The path of totality, spanning Oregon to South Carolina, will fully shadow only 17 utility-scale photovoltaic facilities, where the moon will block all direct sunlight for up to three minutes and affect the plants' output for up to three hours, according to an Aug. 7 briefing from the U.S. Energy Information Administration. Of the country's approximately 21,750 MW of installed utility-scale PV, all but 100 MW is in areas where the sun will be obscured at least 50%, EIA's data shows. Of that, 10,210 MW will lose at least 70% of solar radiation and 6,280 MW at least 80%. About 4,000 MW, mainly in North Carolina and Georgia, will be 90% or more obscured.
As the moon's long shadow approaches, grid operators are reassuring Americans that their lights will stay on. The California ISO, for instance, which hosts nearly 10,000 MW of utility-scale solar that serve up to 40% of its load, the most of any U.S. transmission operator, expects a "sunny outcome for the grid during [the] eclipse," the ISO said in an Aug. 7 statement.
"We are confident we have the capacity to replace the 6,008 MW, including 4,200 MW of utility-scale solar, that will stop producing," spokesman Steven Greenlee said in an interview. The ISO will cover demand between about 9 a.m. and noon PT as the shadow moves across the state. The grid operator will look to hydropower, natural gas plants and neighboring systems for replacement power. The California Public Utilities Commission, meanwhile, has launched a consumer-focused conservation campaign to reduce demand that day.

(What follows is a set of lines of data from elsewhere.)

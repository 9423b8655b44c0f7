use chrono::NaiveDateTime;
use rand::{Rng, seq::IndexedRandom};

const METHODS: [(&str, u8); 4] = [("GET", 12), ("POST", 4), ("PUT", 1), ("DELETE", 1)];
const PATHS: [(&str, u8); 5] = [
    ("/", 15),
    ("/login", 8),
    ("/api/v1/items", 40),
    ("/healthz", 25),
    ("/static/app.js", 12),
];
const STATUS: [(u16, u8); 5] = [
    (200, 60),
    (301, 8),
    (403, 6),
    (404, 20),
    (500, 3),
];
// Skewed pool so per-address tallies come out uneven.
const HOT_ADDRS: [(&str, u8); 4] = [
    ("203.0.113.5", 40),
    ("203.0.113.17", 15),
    ("192.0.2.9", 25),
    ("198.51.100.2", 10),
];
const NOISE: [(&str, u8); 5] = [
    ("worker heartbeat ok", 50),
    ("cache miss for session store", 10),
    ("permission denied", 10),
    ("token refreshed", 8),
    ("db pool exhausted, retrying", 5),
];

pub fn generate_access_line<R: Rng + ?Sized>(rng: &mut R, timestamp: NaiveDateTime) -> String {
    let addr = pick_addr(rng);
    let method = METHODS.choose_weighted(rng, |(_, w)| *w).unwrap().0;
    let path = PATHS.choose_weighted(rng, |(_, w)| *w).unwrap().0;
    let status = STATUS.choose_weighted(rng, |(_, w)| *w).unwrap().0;

    format!(
        "{addr} {} {method} {path} {status}",
        timestamp.format("%Y-%m-%d %H:%M:%S")
    )
}

pub fn generate_json_line<R: Rng + ?Sized>(rng: &mut R, timestamp: NaiveDateTime) -> String {
    let msg = NOISE.choose_weighted(rng, |(_, w)| *w).unwrap().0;

    format!(
        "{{\"ts\":\"{}\",\"msg\":\"{msg}\"}}",
        timestamp.format("%Y-%m-%dT%H:%M:%S")
    )
}

pub fn generate_noise_line<R: Rng + ?Sized>(rng: &mut R) -> String {
    let msg = NOISE.choose_weighted(rng, |(_, w)| *w).unwrap().0;
    format!("[warn] {msg}")
}

fn pick_addr<R: Rng + ?Sized>(rng: &mut R) -> String {
    if rng.random_bool(0.2) {
        format!("198.51.100.{}", rng.random_range(0..256))
    } else {
        HOT_ADDRS.choose_weighted(rng, |(_, w)| *w).unwrap().0.into()
    }
}

#[cfg(test)]
mod tests {
    use super::*;
    use chrono::{NaiveDate, NaiveDateTime};
    use rand::{SeedableRng, rngs::StdRng};
    use std::net::Ipv4Addr;

    fn base() -> NaiveDateTime {
        NaiveDate::from_ymd_opt(2024, 1, 1)
            .unwrap()
            .and_hms_opt(0, 0, 0)
            .unwrap()
    }

    #[test]
    fn access_lines_carry_an_extractable_prefix() {
        let mut rng = StdRng::seed_from_u64(7);
        for _ in 0..100 {
            let line = generate_access_line(&mut rng, base());
            let mut parts = line.split(' ');
            let addr = parts.next().unwrap();
            let date = parts.next().unwrap();
            let time = parts.next().unwrap();

            addr.parse::<Ipv4Addr>().unwrap();
            NaiveDateTime::parse_from_str(&format!("{date} {time}"), "%Y-%m-%d %H:%M:%S").unwrap();
        }
    }

    #[test]
    fn noise_lines_have_no_address_prefix() {
        let mut rng = StdRng::seed_from_u64(7);
        for _ in 0..100 {
            let line = generate_noise_line(&mut rng);
            assert!(line.split(' ').next().unwrap().parse::<Ipv4Addr>().is_err());
        }
    }

    #[test]
    fn json_lines_have_no_address_prefix() {
        let mut rng = StdRng::seed_from_u64(7);
        let line = generate_json_line(&mut rng, base());
        assert!(line.starts_with('{'));
        assert!(line.split(' ').next().unwrap().parse::<Ipv4Addr>().is_err());
    }

    #[test]
    fn same_seed_same_lines() {
        let mut a = StdRng::seed_from_u64(42);
        let mut b = StdRng::seed_from_u64(42);
        for _ in 0..50 {
            assert_eq!(
                generate_access_line(&mut a, base()),
                generate_access_line(&mut b, base())
            );
        }
    }
}
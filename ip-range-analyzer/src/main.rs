mod analytics;
mod errors;
mod filter;
mod ingest;
mod models;
mod report;
mod settings;

use clap::Parser;
use tracing_subscriber::EnvFilter;

use errors::AnalyzerError;
use settings::{Cli, Environment, FileConfig, Settings};

fn main() {
    tracing_subscriber::fmt()
        .with_env_filter(EnvFilter::from_default_env())
        .init();

    let cli = Cli::parse();
    match run(&cli) {
        Ok(output_file) => println!("analysis complete, report written to {output_file}"),
        Err(e) => {
            eprintln!("error: {e}");
            std::process::exit(1);
        }
    }
}

fn run(cli: &Cli) -> Result<String, AnalyzerError> {
    let file_config = match &cli.config {
        Some(path) => FileConfig::load(path)?,
        None => FileConfig::default(),
    };
    let env = Environment::from_process();
    let settings = Settings::resolve(cli, &file_config, &env)?;

    let records = ingest::read_records(&settings.log_file)?;
    let records = filter::filter_by_range(
        records,
        settings.address_start,
        settings.address_mask.as_deref(),
    )?;
    let counts = analytics::count_requests(&records);
    report::write_report(&settings.output_file, &counts)?;
    tracing::info!(
        requests = records.len(),
        addresses = counts.len(),
        output = %settings.output_file,
        "report written"
    );
    Ok(settings.output_file)
}
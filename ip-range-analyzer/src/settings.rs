use std::collections::HashMap;
use std::net::Ipv4Addr;
use std::path::{Path, PathBuf};

use clap::Parser;
use serde::Deserialize;

use crate::errors::AnalyzerError;

#[derive(Parser, Debug, Default)]
#[command(version, about = "Tally access-log requests per IPv4 address", long_about = None)]
#[command(ignore_errors = true)]
pub struct Cli {
    /// Access log to analyze
    #[arg(long, value_name = "PATH")]
    pub file_log: Option<String>,

    /// Destination for the per-address report
    #[arg(long, value_name = "PATH")]
    pub file_output: Option<String>,

    /// Range start; on its own selects exactly this address
    #[arg(long, value_name = "IPV4")]
    pub address_start: Option<String>,

    /// Bitmask applied to both sides of the range comparison
    #[arg(long, value_name = "IPV4")]
    pub address_mask: Option<String>,

    /// JSON configuration file
    #[arg(long, value_name = "PATH")]
    pub config: Option<PathBuf>,
}

/// Key/value configuration source, second in precedence after the CLI.
#[derive(Debug, Default, Deserialize)]
#[serde(default, rename_all = "camelCase")]
pub struct FileConfig {
    pub log_file_path: Option<String>,
    pub output_file_path: Option<String>,
    pub address_start: Option<String>,
    pub address_mask: Option<String>,
}

impl FileConfig {
    pub fn load(path: &Path) -> Result<Self, AnalyzerError> {
        let shown = path.display().to_string();
        let text =
            std::fs::read_to_string(path).map_err(|source| AnalyzerError::from_io(&shown, source))?;
        serde_json::from_str(&text).map_err(|source| AnalyzerError::InvalidConfig {
            path: shown,
            source,
        })
    }
}

/// Snapshot of environment variables, last in precedence. Injected rather
/// than read ambiently so resolution stays deterministic under test.
#[derive(Debug, Default)]
pub struct Environment(HashMap<String, String>);

impl Environment {
    pub fn from_process() -> Self {
        Self(std::env::vars().collect())
    }

    #[cfg(test)]
    pub fn from_pairs<'a>(pairs: impl IntoIterator<Item = (&'a str, &'a str)>) -> Self {
        Self(
            pairs
                .into_iter()
                .map(|(k, v)| (k.to_string(), v.to_string()))
                .collect(),
        )
    }

    fn get(&self, key: &str) -> Option<&str> {
        self.0.get(key).map(String::as_str)
    }
}

/// Final parameter set. `log_file` and `output_file` are non-empty, and a
/// present mask implies a present start address.
#[derive(Debug)]
pub struct Settings {
    pub log_file: String,
    pub output_file: String,
    pub address_start: Option<Ipv4Addr>,
    pub address_mask: Option<String>,
}

impl Settings {
    /// Merges the three sources field by field; the first non-empty value
    /// wins, in the order command line, configuration file, environment.
    pub fn resolve(
        cli: &Cli,
        file: &FileConfig,
        env: &Environment,
    ) -> Result<Self, AnalyzerError> {
        let log_file = pick([
            cli.file_log.as_deref(),
            file.log_file_path.as_deref(),
            env.get("LOG_FILE_PATH"),
        ])
        .ok_or(AnalyzerError::MissingRequiredParameter { name: "--file-log" })?;
        let output_file = pick([
            cli.file_output.as_deref(),
            file.output_file_path.as_deref(),
            env.get("OUTPUT_FILE_PATH"),
        ])
        .ok_or(AnalyzerError::MissingRequiredParameter {
            name: "--file-output",
        })?;
        let address_start = pick([
            cli.address_start.as_deref(),
            file.address_start.as_deref(),
            env.get("ADDRESS_START"),
        ])
        .map(|literal| {
            literal
                .parse::<Ipv4Addr>()
                .map_err(|source| AnalyzerError::InvalidAddress {
                    literal: literal.to_string(),
                    source,
                })
        })
        .transpose()?;
        let address_mask = pick([
            cli.address_mask.as_deref(),
            file.address_mask.as_deref(),
            env.get("ADDRESS_MASK"),
        ]);

        if address_mask.is_some() && address_start.is_none() {
            return Err(AnalyzerError::InconsistentFilter);
        }

        Ok(Self {
            log_file: log_file.to_string(),
            output_file: output_file.to_string(),
            address_start,
            address_mask: address_mask.map(str::to_string),
        })
    }
}

fn pick(sources: [Option<&str>; 3]) -> Option<&str> {
    sources.into_iter().flatten().find(|v| !v.is_empty())
}
use crate::core::models::layout::ExposureLayout;
use crate::core::psf::params::PsfParameters;
use crate::engine::error::EngineError;
use crate::engine::state::BackgroundEstimate;
use itertools::Itertools;
use tracing::instrument;

/// Estimates the background (proximity) dose every feature receives from all
/// other features.
///
/// For each unordered pair of distinct features, the center-to-center distance
/// is evaluated against the exponential backscatter falloff
/// `eta * base_dose * exp(-distance / sigma_b)` with `eta = alpha / beta`, and
/// the contribution is added to both features' running backgrounds. This is a
/// mean-field center-to-center approximation, not a shot-by-shot convolution;
/// the same policy is used everywhere in the pipeline.
#[instrument(skip_all, name = "background_estimation")]
pub fn estimate_background(
    layout: &ExposureLayout,
    psf: &PsfParameters,
    base_dose_uc_cm2: f64,
) -> Result<BackgroundEstimate, EngineError> {
    if layout.is_empty() {
        return Err(EngineError::EmptyPatternSet);
    }
    if let Some(reason) = psf.degeneracy() {
        return Err(EngineError::DegeneratePsf { reason });
    }

    let eta = psf.backscatter_ratio();
    let mut background = BackgroundEstimate::new();
    for (id, _) in layout.iter() {
        background.insert(id, 0.0);
    }

    for pair in layout.iter().combinations(2) {
        let (id_a, feature_a) = pair[0];
        let (id_b, feature_b) = pair[1];

        let distance_nm = (feature_a.center - feature_b.center).norm();
        let contribution = eta * base_dose_uc_cm2 * (-distance_nm / psf.sigma_b_nm).exp();

        // The falloff is symmetric in the pair, so one evaluation feeds both
        // ordered directions.
        background.add(id_a, contribution);
        background.add(id_b, contribution);
    }

    Ok(background)
}
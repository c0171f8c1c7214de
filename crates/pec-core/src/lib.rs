//! # PEC Core Library
//!
//! A proximity-effect correction engine for electron-beam lithography: it fits a
//! two-Gaussian point-spread function (PSF) to simulated radial energy-deposition
//! data, rasterizes exposure patterns into machine shot grids, converts areal dose
//! into realizable shot timing, and solves for per-feature dose corrections that
//! compensate for backscatter from neighboring exposures.
//!
//! ## Architectural Philosophy
//!
//! The library is designed with a strict three-layer architecture to ensure a clear
//! separation of concerns, making it modular, testable, and extensible.
//!
//! - **[`core`]: The Foundation.** Contains stateless data models (`Pattern`,
//!   `ExposureLayout`, `Shot`, `MachineProfile`), pure mathematical representations
//!   of the PSF (`kernel`, `fit`, `containment`), and I/O utilities (radial-table
//!   parsing, BEAMER-compatible PSF export, run reports).
//!
//! - **[`engine`]: The Logic Core.** This layer implements the correction pipeline:
//!   shot-grid generation, dose/shot conversion under hardware rate ceilings,
//!   pairwise background estimation, and the bounded dose-correction solve. It also
//!   owns solver configuration, state tracking, and progress reporting.
//!
//! - **[`workflows`]: The Public API.** The highest-level, user-facing layer. It
//!   ties `engine` and `core` together to execute complete procedures: fitting a
//!   PSF from a simulator table, and correcting a full exposure layout end to end.

pub mod core;
pub mod engine;
pub mod workflows;
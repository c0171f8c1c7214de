use crate::cli::FitArgs;
use crate::error::{CliError, Result};
use pec_core::core::io::beamer::{BeamerFile, BeamerPsf};
use pec_core::core::io::radial::RadialTableFile;
use pec_core::core::io::traits::RecordFile;
use pec_core::core::psf::params::PsfParameters;
use pec_core::workflows;
use serde::Serialize;
use tracing::info;

/// The fitted parameters as a stand-alone TOML document with a `[psf]` block,
/// ready to paste into a run configuration.
#[derive(Serialize)]
struct PsfDocument {
    psf: PsfParameters,
}

pub fn run(args: FitArgs) -> Result<()> {
    let samples = RadialTableFile::read_from_path(&args.input)
        .map_err(|e| CliError::file_parsing(&args.input, e))?;
    info!(
        sample_count = samples.len(),
        input = %args.input.display(),
        "radial dose table loaded"
    );

    let outcome = workflows::fit::run(&samples)?;
    let params = outcome.parameters;
    println!(
        "Fitted PSF: alpha = {:.4}, beta = {:.4}, sigma_f = {:.1} nm, sigma_b = {:.1} nm (goodness {:.5})",
        params.alpha, params.beta, params.sigma_f_nm, params.sigma_b_nm, params.goodness
    );

    let document = toml::to_string_pretty(&PsfDocument { psf: params })
        .map_err(|e| CliError::Other(e.into()))?;
    match &args.output {
        Some(path) => {
            std::fs::write(path, document).map_err(|e| CliError::file_writing(path, e))?;
            println!("Parameters written to {}", path.display());
        }
        None => print!("{document}"),
    }

    if let Some(path) = &args.beamer {
        BeamerFile::write_to_path(&BeamerPsf::from(&params), path)
            .map_err(|e| CliError::file_writing(path, e))?;
        println!("BEAMER PSF written to {}", path.display());
    }

    Ok(())
}
use crate::core::models::layout::ExposureLayout;
use crate::engine::config::CorrectionConfig;
use crate::engine::error::EngineError;
use crate::engine::state::{BackgroundEstimate, CorrectionTable, FeatureCorrection};
use tracing::{instrument, warn};

/// Solves the per-feature dose-correction factors.
///
/// For each feature, the primary dose still required after the background is
/// `threshold - background`; the dose factor is that requirement over the base
/// dose, clamped to `[1/max_correction_ratio, max_correction_ratio]`. A
/// non-positive requirement means the neighbors alone already reach the
/// development threshold: the factor is clamped to its floor (the minimum
/// deliverable dose) and the feature is flagged `over_exposure_risk` instead
/// of silently dropping to zero or negative dose.
#[instrument(skip_all, name = "dose_solve")]
pub fn solve_correction(
    layout: &ExposureLayout,
    background: &BackgroundEstimate,
    config: &CorrectionConfig,
) -> Result<CorrectionTable, EngineError> {
    if layout.is_empty() {
        return Err(EngineError::EmptyPatternSet);
    }

    let floor = 1.0 / config.max_correction_ratio;
    let ceiling = config.max_correction_ratio;

    let mut table = CorrectionTable::new();
    for (id, _) in layout.iter() {
        let proximity = background.dose_for(id);
        let required_primary = config.threshold_uc_cm2 - proximity;
        let over_exposure_risk = required_primary <= 0.0;

        let dose_factor = if over_exposure_risk {
            floor
        } else {
            (required_primary / config.base_dose_uc_cm2).clamp(floor, ceiling)
        };

        let corrected = config.base_dose_uc_cm2 * dose_factor;
        table.insert(
            id,
            FeatureCorrection {
                dose_factor,
                corrected_dose_uc_cm2: corrected,
                proximity_dose_uc_cm2: proximity,
                total_dose_uc_cm2: corrected + proximity,
                over_exposure_risk,
            },
        );
    }

    if table.any_over_exposure_risk() {
        warn!(
            "one or more features already exceed the development threshold from \
             background dose alone; their factors were clamped to {floor:.4}"
        );
    }

    Ok(table)
}
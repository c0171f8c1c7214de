use std::f64::consts::PI;

#[inline]
pub fn gaussian_term(r: f64, amplitude: f64, sigma: f64) -> f64 {
    let sigma_sq = sigma * sigma;
    amplitude / (2.0 * PI * sigma_sq) * (-r * r / (2.0 * sigma_sq)).exp()
}

#[inline]
pub fn two_gaussian(r: f64, alpha: f64, beta: f64, sigma_f: f64, sigma_b: f64) -> f64 {
    gaussian_term(r, alpha, sigma_f) + gaussian_term(r, beta, sigma_b)
}

#[inline]
pub fn d_amplitude(r: f64, sigma: f64) -> f64 {
    let sigma_sq = sigma * sigma;
    (-r * r / (2.0 * sigma_sq)).exp() / (2.0 * PI * sigma_sq)
}

#[inline]
pub fn d_sigma(r: f64, amplitude: f64, sigma: f64) -> f64 {
    let sigma_sq = sigma * sigma;
    let gauss = (-r * r / (2.0 * sigma_sq)).exp();
    amplitude * gauss / (2.0 * PI * sigma * sigma_sq) * (r * r / sigma_sq - 2.0)
}

#[cfg(test)]
mod tests {
    use super::*;

    const TOLERANCE: f64 = 1e-9;

    fn f64_approx_equal(a: f64, b: f64) -> bool {
        (a - b).abs() < TOLERANCE
    }

    #[test]
    fn gaussian_term_peaks_at_zero_radius() {
        let peak = gaussian_term(0.0, 1.0, 30.0);
        assert!(f64_approx_equal(peak, 1.0 / (2.0 * PI * 900.0)));
    }

    #[test]
    fn two_gaussian_is_the_sum_of_its_terms() {
        let r = 42.0;
        let sum = gaussian_term(r, 1.0, 30.0) + gaussian_term(r, 3.0, 3000.0);
        assert!(f64_approx_equal(two_gaussian(r, 1.0, 3.0, 30.0, 3000.0), sum));
    }

    #[test]
    fn two_gaussian_is_non_negative_and_non_increasing() {
        let mut previous = f64::INFINITY;
        for i in 0..2000 {
            let r = i as f64 * 10.0;
            let density = two_gaussian(r, 1.0, 3.0, 30.0, 3000.0);
            assert!(density >= 0.0);
            assert!(density <= previous);
            previous = density;
        }
    }

    #[test]
    fn amplitude_derivative_matches_finite_differences() {
        let (r, a, s) = (25.0, 1.3, 30.0);
        let h = 1e-6;
        let expected = (gaussian_term(r, a + h, s) - gaussian_term(r, a - h, s)) / (2.0 * h);
        assert!((d_amplitude(r, s) - expected).abs() < 1e-9);
    }

    #[test]
    fn sigma_derivative_matches_finite_differences() {
        let (r, a, s) = (25.0, 1.3, 30.0);
        let h = 1e-4;
        let expected = (gaussian_term(r, a, s + h) - gaussian_term(r, a, s - h)) / (2.0 * h);
        assert!((d_sigma(r, a, s) - expected).abs() < 1e-9);
    }
}
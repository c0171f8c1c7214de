use crate::core::psf::fit::FitError;
use crate::engine::config::ConfigError;
use crate::engine::grid::GridError;
use thiserror::Error;

#[derive(Debug, Error)]
pub enum EngineError {
    #[error("Shot grid generation failed: {source}")]
    Grid {
        #[from]
        source: GridError,
    },

    #[error("PSF fit failed: {source}")]
    Fit {
        #[from]
        source: FitError,
    },

    #[error("Configuration error: {source}")]
    Config {
        #[from]
        source: ConfigError,
    },

    #[error("No features to correct: the pattern set is empty")]
    EmptyPatternSet,

    #[error("Degenerate PSF parameters: {reason}")]
    DegeneratePsf { reason: String },
}
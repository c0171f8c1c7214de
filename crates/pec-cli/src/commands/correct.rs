use crate::cli::CorrectArgs;
use crate::config;
use crate::error::{CliError, Result};
use indicatif::{ProgressBar, ProgressStyle};
use pec_core::core::io::radial::RadialTableFile;
use pec_core::core::io::report::ReportFile;
use pec_core::core::io::traits::RecordFile;
use pec_core::core::models::layout::ExposureLayout;
use pec_core::core::psf::params::PsfParameters;
use pec_core::engine::progress::{Progress, ProgressReporter};
use pec_core::workflows;
use std::time::Duration;
use tracing::info;

pub fn run(args: CorrectArgs) -> Result<()> {
    let run_config = config::load(&args.config)?;
    let psf = resolve_psf(&args, &run_config)?;
    let layout = ExposureLayout::from_patterns(&run_config.patterns);
    info!(
        pattern_count = run_config.patterns.len(),
        feature_count = layout.len(),
        "layout flattened"
    );

    let spinner = ProgressBar::new_spinner();
    spinner.set_style(
        ProgressStyle::with_template("{spinner} {msg}").unwrap_or_else(|_| ProgressStyle::default_spinner()),
    );
    spinner.enable_steady_tick(Duration::from_millis(100));
    let reporter = ProgressReporter::with_callback(Box::new(|event| match event {
        Progress::StageStart { name } => spinner.set_message(format!("stage: {name}")),
        Progress::ShotsGenerated { count } => {
            spinner.set_message(format!("generated {count} shots"))
        }
        Progress::Message(text) => spinner.println(text),
        Progress::StageFinish => {}
    }));

    let result = workflows::correct::run(
        &layout,
        &run_config.machine,
        &psf,
        &run_config.correction,
        &reporter,
    )?;
    drop(reporter);
    spinner.finish_and_clear();

    let report = workflows::correct::build_report(&layout, &psf, &run_config.correction, &result);
    ReportFile::write_to_path(&report, &args.output)
        .map_err(|e| CliError::file_writing(&args.output, e))?;

    println!(
        "Corrected {} features ({} shots); report written to {}",
        report.features.len(),
        result.shots.len(),
        args.output.display()
    );
    if let Some(uniformity) = result.uniformity {
        println!(
            "Total dose spread: {:.1}..{:.1} µC/cm² (mean {:.1}, relative spread {:.3})",
            uniformity.min_total_uc_cm2,
            uniformity.max_total_uc_cm2,
            uniformity.mean_total_uc_cm2,
            uniformity.relative_spread
        );
    }
    if result.clock_plan.clamped() {
        println!(
            "⚠ Clock clamped to {:.3e} Hz; achieved base dose {:.1} µC/cm²",
            result.clock_plan.effective_hz, result.clock_plan.achieved_dose_uc_cm2
        );
    }
    if result.table.any_over_exposure_risk() {
        println!("⚠ Some features exceed the development threshold from background dose alone");
    }

    Ok(())
}

fn resolve_psf(args: &CorrectArgs, run_config: &config::RunConfig) -> Result<PsfParameters> {
    if let Some(path) = &args.psf_table {
        let samples = RadialTableFile::read_from_path(path)
            .map_err(|e| CliError::file_parsing(path, e))?;
        let outcome = workflows::fit::run(&samples)?;
        info!(
            goodness = outcome.parameters.goodness,
            "PSF fitted from {}", path.display()
        );
        return Ok(outcome.parameters);
    }
    run_config.psf.ok_or_else(|| {
        CliError::Config(
            "no PSF source: add a [psf] block to the run file or pass --psf-table".to_string(),
        )
    })
}
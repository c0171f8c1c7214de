use super::feature::Feature;
use super::ids::FeatureId;
use super::pattern::Pattern;
use slotmap::SlotMap;

/// The set of leaf exposure features for one correction run.
///
/// Features live in a slot map for cheap ID-based lookup, with a separate
/// insertion-order list so iteration (and therefore solver output and report
/// ordering) is deterministic.
#[derive(Debug, Clone, Default)]
pub struct ExposureLayout {
    features: SlotMap<FeatureId, Feature>,
    order: Vec<FeatureId>,
}

impl ExposureLayout {
    /// Creates a new, empty layout.
    pub fn new() -> Self {
        Self::default()
    }

    /// Builds a layout by flattening `patterns` in order.
    pub fn from_patterns(patterns: &[Pattern]) -> Self {
        let mut layout = Self::new();
        for pattern in patterns {
            for feature in pattern.flatten() {
                layout.add_feature(feature);
            }
        }
        layout
    }

    /// Inserts a feature and returns its ID.
    pub fn add_feature(&mut self, feature: Feature) -> FeatureId {
        let id = self.features.insert(feature);
        self.order.push(id);
        id
    }

    /// Looks up a feature by ID.
    pub fn feature(&self, id: FeatureId) -> Option<&Feature> {
        self.features.get(id)
    }

    /// The ordinal position of a feature in insertion order, used as the
    /// stable record ID in exported reports.
    pub fn index_of(&self, id: FeatureId) -> Option<usize> {
        self.order.iter().position(|&other| other == id)
    }

    /// Iterates features in insertion order.
    pub fn iter(&self) -> impl Iterator<Item = (FeatureId, &Feature)> {
        self.order.iter().map(|&id| (id, &self.features[id]))
    }

    pub fn len(&self) -> usize {
        self.order.len()
    }

    pub fn is_empty(&self) -> bool {
        self.order.is_empty()
    }
}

Duke Energy Corp. in North Carolina, which hosts the second-largest PV fleet in the country, expects to lose up to 2,300 MW of solar generation in its service territory between around 1 p.m and 3 p.m. ET, a Duke Energy director said in an Aug. 1 blog post. PJM Interconnection, North America's largest power grid operator, anticipates the loss of up to 2,500 MW of solar, including 500 MW connected to its 13-state system and 2,000 MW of rooftop installations.
"Certainly, this is an unusual solar event, but as far as potential impacts to the grid, PJM and its members are prepared," PJM President and CEO Andrew Ott said in a July 31 statement. "While this is an anticipated event, we routinely plan and prepare for unpredictable events or things that can't be forecast far in advance, such as severe storms and heat waves."
In an April report, the North American Electric Reliability Corp. found the eclipse was "unlikely to cause any reliability issues to the North American bulk power system." But there is "greater reliability risk created by solar eclipses," it cautioned. To be sure, as Aug. 21 nears, PJM, Duke, the California ISO and other grid operators will all have a close eye on the weather, which will influence how much solar ultimately drops off during the eclipse and returns after it passes, as well as the level of demand during that time. That, in turn, will determine how much power they need to fill the gap.
"The big caveat is what will the weather be?" California ISO's Greenlee said. "Could there be a heat wave that drives up demand or unrelated outages because of wildfire? We will be watching the weather and temperature very closely. Each degree can mean hundreds of megawatts of demand."
Some analysts, however, question the ISO's planning. "In comparing forecasts, it is evident we anticipate load [not including] solar on August 21 will be stronger than CAISO is currently expecting," wrote Genscape analysts in a Aug. 7 blog post. "Should the ISO move forward with the assumptions they've outlined, an average August load day would drive a considerable under-commitment of resources and increase the likelihood of price volatility."
Asked about such a possibility, Greenlee said, "We can't speak to that kind of analysis or conclusion." Based on what the ISO has learned from an eclipse that hit Germany in 2015, it is lining up additional reserves, he added. While the event did not destabilize Germany's solar-rich system, "they did not have enough reserves, so we will have about 200 MW more than we normally have."